(Stored data)

# # #

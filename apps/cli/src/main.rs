//! LessonForge CLI — lesson content tooling.
//!
//! Segments lesson markdown into its document model and resolves embedded
//! exercises against the on-disk content repository.

mod commands;

use clap::Parser;
use color_eyre::eyre::Result;

use commands::Cli;

#[tokio::main]
async fn main() -> Result<()> {
    color_eyre::install()?;
    let cli = Cli::parse();
    commands::init_tracing(&cli);
    commands::run(cli).await
}
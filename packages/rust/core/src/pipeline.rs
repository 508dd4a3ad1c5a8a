//! The two entry points consumed by the rendering layer.

use lessonforge_markdown::ParsedDocument;
use lessonforge_repository::ContentRepository;
use lessonforge_shared::{ExerciseLocator, ResolvedExercise, Result};

use crate::resolver;

/// Facade over markdown segmentation and exercise resolution.
///
/// The rendering layer hands raw lesson markdown to [`segment`] and exercise
/// locators (extracted from `exercise` embeds) to [`resolve`]. `dataset` and
/// `colab` embeds are surfaced in the document model but interpreting them
/// is the caller's business.
///
/// [`segment`]: ContentPipeline::segment
/// [`resolve`]: ContentPipeline::resolve
pub struct ContentPipeline {
    repository: ContentRepository,
}

impl ContentPipeline {
    /// Create a pipeline over the given content repository.
    pub fn new(repository: ContentRepository) -> Self {
        Self { repository }
    }

    /// Parse raw lesson markdown into the ordered document model.
    pub fn segment(&self, markdown: &str) -> ParsedDocument {
        lessonforge_markdown::segment(markdown)
    }

    /// Resolve one exercise reference into its fully hydrated form.
    pub async fn resolve(&self, locator: &ExerciseLocator) -> Result<ResolvedExercise> {
        resolver::resolve_exercise(&self.repository, locator).await
    }
}
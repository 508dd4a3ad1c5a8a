//! Core pipeline for LessonForge.
//!
//! This crate ties markdown segmentation and the content repository together
//! into the two operations the rendering layer consumes: segmenting lesson
//! markdown and resolving embedded exercises.

pub mod pipeline;
pub mod resolver;

pub use pipeline::ContentPipeline;
pub use resolver::resolve_exercise;
//! Error types for LessonForge.
//!
//! Library crates use [`LessonForgeError`] via `thiserror`.
//! The CLI wraps this with `color-eyre` for rich diagnostics.

use std::path::PathBuf;

/// Top-level error type for all LessonForge operations.
#[derive(Debug, thiserror::Error)]
pub enum LessonForgeError {
    /// Configuration loading or validation error.
    #[error("config error: {message}")]
    Config { message: String },

    /// A referenced content file is absent from the repository.
    #[error("not found: {}", path.display())]
    NotFound { path: PathBuf },

    /// A content file exists but cannot be decoded into its expected shape.
    #[error("parse error in {}: {message}", path.display())]
    Parse { path: PathBuf, message: String },

    /// Data validation error (bad identifier, path escaping a root, etc.).
    #[error("validation error: {message}")]
    Validation { message: String },

    /// Filesystem I/O error.
    #[error("I/O error at {path:?}: {source}")]
    Io {
        path: PathBuf,
        source: std::io::Error,
    },

    /// Exercise resolution aborted by a lower-level fault.
    #[error("failed to resolve {exercise}: {source}")]
    Resolution {
        exercise: String,
        #[source]
        source: Box<LessonForgeError>,
    },
}

/// Convenience alias used throughout the codebase.
pub type Result<T> = std::result::Result<T, LessonForgeError>;

impl LessonForgeError {
    /// Create a config error from any displayable message.
    pub fn config(msg: impl Into<String>) -> Self {
        Self::Config {
            message: msg.into(),
        }
    }

    /// Create a not-found error for a content path.
    pub fn not_found(path: impl Into<PathBuf>) -> Self {
        Self::NotFound { path: path.into() }
    }

    /// Create a parse error for a content path.
    pub fn parse(path: impl Into<PathBuf>, msg: impl Into<String>) -> Self {
        Self::Parse {
            path: path.into(),
            message: msg.into(),
        }
    }

    /// Create a validation error from any displayable message.
    pub fn validation(msg: impl Into<String>) -> Self {
        Self::Validation {
            message: msg.into(),
        }
    }

    /// Wrap a `std::io::Error` with a path for context.
    pub fn io(path: impl Into<PathBuf>, source: std::io::Error) -> Self {
        Self::Io {
            path: path.into(),
            source,
        }
    }

    /// Wrap a lower-level fault that aborted the resolution of `exercise`.
    pub fn resolution(exercise: impl Into<String>, source: LessonForgeError) -> Self {
        Self::Resolution {
            exercise: exercise.into(),
            source: Box::new(source),
        }
    }
}
//! Shared types, error model, and configuration for LessonForge.
//!
//! This crate is the foundation depended on by all other LessonForge crates.
//! It provides:
//! - [`LessonForgeError`] — the unified error type
//! - Domain types ([`ExerciseDefinition`], [`ExerciseLocator`], [`ResolvedExercise`])
//! - Configuration ([`AppConfig`], [`ContentRoots`], config loading)

pub mod config;
pub mod error;
pub mod types;

// Re-export public API at crate root for ergonomic imports.
pub use config::{
    AppConfig, ContentConfig, ContentRoots, config_dir, config_file_path, init_config,
    load_config, load_config_from,
};
pub use error::{LessonForgeError, Result};
pub use types::{
    DatasetReference, ExerciseDefinition, ExerciseLocator, QuizChoice, ResolvedExercise,
};
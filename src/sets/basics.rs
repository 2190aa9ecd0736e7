//! Basic lands and vanilla cards for building test boards.

use crate::abilities::Ability;
use crate::cards::{CardDefinition, CardId, CardType};
use crate::mana::ManaColor;

pub const PLAINS: CardId = CardId::new(1);
pub const ISLAND: CardId = CardId::new(2);
pub const SWAMP: CardId = CardId::new(3);
pub const MOUNTAIN: CardId = CardId::new(4);
pub const FOREST: CardId = CardId::new(5);
pub const GRIZZLY_BEARS: CardId = CardId::new(10);
pub const HILL_GIANT: CardId = CardId::new(11);
pub const PLANESWALKER: CardId = CardId::new(12);

/// The basic land that taps for `color`, if there is one. Colorless mana
/// has no basic land.
#[must_use]
pub fn basic_land(color: ManaColor) -> Option<CardDefinition> {
    let (id, name) = match color {
        ManaColor::White => (PLAINS, "Plains"),
        ManaColor::Blue => (ISLAND, "Island"),
        ManaColor::Black => (SWAMP, "Swamp"),
        ManaColor::Red => (MOUNTAIN, "Mountain"),
        ManaColor::Green => (FOREST, "Forest"),
        ManaColor::Colorless => return None,
    };
    Some(basic(id, name, color))
}

fn basic(id: CardId, name: &str, color: ManaColor) -> CardDefinition {
    CardDefinition::new(id, name, [CardType::Land])
        .with_subtypes([name])
        .with_ability(Ability::mana(color))
}

#[must_use]
pub fn forest() -> CardDefinition {
    basic(FOREST, "Forest", ManaColor::Green)
}

#[must_use]
pub fn mountain() -> CardDefinition {
    basic(MOUNTAIN, "Mountain", ManaColor::Red)
}

#[must_use]
pub fn grizzly_bears() -> CardDefinition {
    CardDefinition::new(GRIZZLY_BEARS, "Grizzly Bears", [CardType::Creature])
        .with_mana_cost("{1}{G}")
        .with_subtypes(["Bear"])
        .with_power_toughness(2, 2)
}

#[must_use]
pub fn hill_giant() -> CardDefinition {
    CardDefinition::new(HILL_GIANT, "Hill Giant", [CardType::Creature])
        .with_mana_cost("{3}{R}")
        .with_subtypes(["Giant"])
        .with_power_toughness(3, 3)
}

/// A planeswalker with no abilities, to attack.
#[must_use]
pub fn planeswalker() -> CardDefinition {
    CardDefinition::new(PLANESWALKER, "Wandering Planeswalker", [CardType::Planeswalker]).with_mana_cost("{2}{W}{U}")
}

/// Every card in this module.
#[must_use]
pub fn all() -> Vec<CardDefinition> {
    let mut cards: Vec<_> = ManaColor::COLORS.into_iter().filter_map(basic_land).collect();
    cards.extend([grizzly_bears(), hill_giant(), planeswalker()]);
    cards
}

#[cfg(test)]
mod tests {
    use super::*;
    use crate::abilities::AbilityKind;
    use crate::cards::Subtype;

    #[test]
    fn test_basic_lands_tap_for_their_color() {
        for color in ManaColor::COLORS {
            let land = basic_land(color).unwrap();
            assert!(land.characteristics.has_type(CardType::Land));
            assert!(land.characteristics.colors.is_colorless());
            assert!(matches!(
                land.abilities()[0].kind,
                AbilityKind::Mana { produces } if produces == color
            ));
        }
        assert!(forest().characteristics.has_subtype(&Subtype::new("Forest")));
    }

    #[test]
    fn test_no_colorless_basic() {
        assert!(basic_land(ManaColor::Colorless).is_none());
        assert_eq!(all().len(), 8);
    }
}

# # #

Taking the lines above, repeat exactly those from the line that contains "use super::*;" through the line that contains "assert!(basic_land(ManaColor::Colorless).is_none());", and both of those lines as well. Include nothing else.

    use super::*;
    use crate::abilities::AbilityKind;
    use crate::cards::Subtype;

    #[test]
    fn test_basic_lands_tap_for_their_color() {
        for color in ManaColor::COLORS {
            let land = basic_land(color).unwrap();
            assert!(land.characteristics.has_type(CardType::Land));
            assert!(land.characteristics.colors.is_colorless());
            assert!(matches!(
                land.abilities()[0].kind,
                AbilityKind::Mana { produces } if produces == color
            ));
        }
        assert!(forest().characteristics.has_subtype(&Subtype::new("Forest")));
    }

    #[test]
    fn test_no_colorless_basic() {
        assert!(basic_land(ManaColor::Colorless).is_none());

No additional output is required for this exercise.